__Directions__:
Each line of the material, from the first through the one containing "order. Delivery is", is to be written out exactly.

▼

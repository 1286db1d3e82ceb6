//! WebSocket gateway — per-connection snapshot delivery.
//!
//! A subscriber gets a full snapshot immediately on connect, then every
//! snapshot the session publishes, in publish order. Delivery is
//! fire-and-forget per connection: a subscriber that falls behind the
//! broadcast buffer is re-synced from a fresh full snapshot instead of
//! stalling the session or other subscribers.
//!
//! Connections that present a `participant_id` are participant connections;
//! attach/detach toggles that participant's liveness flag. Connections
//! without one are viewer connections (the instructor dashboard).

use std::sync::Arc;

use axum::extract::ws::{Message, WebSocket, WebSocketUpgrade};
use axum::extract::{Path, Query, State};
use axum::http::StatusCode;
use axum::response::Response;
use serde::Deserialize;
use tokio::sync::broadcast::error::RecvError;

use stride_core::types::Snapshot;
use stride_services::SessionHandle;

use crate::handlers::{error_response, ApiState};

#[derive(Deserialize)]
pub struct WsQuery {
    /// Reconnect token from the join response. Identity persists across
    /// reconnects within the same session.
    pub participant_id: Option<String>,
}

pub async fn handle_session_ws(
    State(state): State<ApiState>,
    Path(session_id): Path<String>,
    Query(query): Query<WsQuery>,
    ws: WebSocketUpgrade,
) -> Result<Response, (StatusCode, String)> {
    let handle = state.registry.get(&session_id).map_err(error_response)?;
    Ok(ws.on_upgrade(move |socket| subscriber_loop(socket, handle, query.participant_id)))
}

async fn subscriber_loop(
    mut socket: WebSocket,
    handle: Arc<SessionHandle>,
    participant_id: Option<String>,
) {
    // Subscribe before the initial snapshot so nothing published in between
    // is lost — a duplicate snapshot is fine, a missing one is not.
    let mut rx = handle.subscribe();

    if let Some(pid) = &participant_id {
        if handle.set_connected(pid, true).await.is_err() {
            tracing::warn!(participant_id = %pid, "ws attach for unknown participant");
            let _ = socket.send(Message::Close(None)).await;
            return;
        }
    }

    let snap = handle.snapshot().await;
    if send_snapshot(&mut socket, &snap).await.is_err() {
        detach(&handle, participant_id.as_deref()).await;
        return;
    }

    loop {
        tokio::select! {
            published = rx.recv() => match published {
                Ok(snap) => {
                    if send_snapshot(&mut socket, &snap).await.is_err() {
                        break;
                    }
                }
                Err(RecvError::Lagged(missed)) => {
                    // Too slow for the buffer — resume from a full snapshot.
                    tracing::warn!(missed, "ws subscriber lagged, re-syncing");
                    let snap = handle.snapshot().await;
                    if send_snapshot(&mut socket, &snap).await.is_err() {
                        break;
                    }
                }
                Err(RecvError::Closed) => break,
            },
            inbound = socket.recv() => match inbound {
                // Mutations travel over HTTP; inbound frames only matter
                // for liveness.
                Some(Ok(Message::Close(_))) | None => break,
                Some(Ok(_)) => {}
                Some(Err(_)) => break,
            },
        }
    }

    detach(&handle, participant_id.as_deref()).await;
}

async fn send_snapshot(socket: &mut WebSocket, snap: &Snapshot) -> Result<(), axum::Error> {
    let text = match serde_json::to_string(snap) {
        Ok(text) => text,
        Err(e) => {
            tracing::error!(error = %e, "snapshot serialization failed");
            return Ok(());
        }
    };
    socket.send(Message::Text(text.into())).await
}

async fn detach(handle: &SessionHandle, participant_id: Option<&str>) {
    if let Some(pid) = participant_id {
        // The session may have been reset or the participant removed while
        // connected — stale detach is not an error.
        let _ = handle.set_connected(pid, false).await;
    }
}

▲

__Solution to this problem__:
repository 1286db1d3e82ceb6
//! WebSocket gateway — per-connection snapshot delivery.
//!
//! A subscriber gets a full snapshot immediately on connect, then every
//! snapshot the session publishes, in publish order. Delivery is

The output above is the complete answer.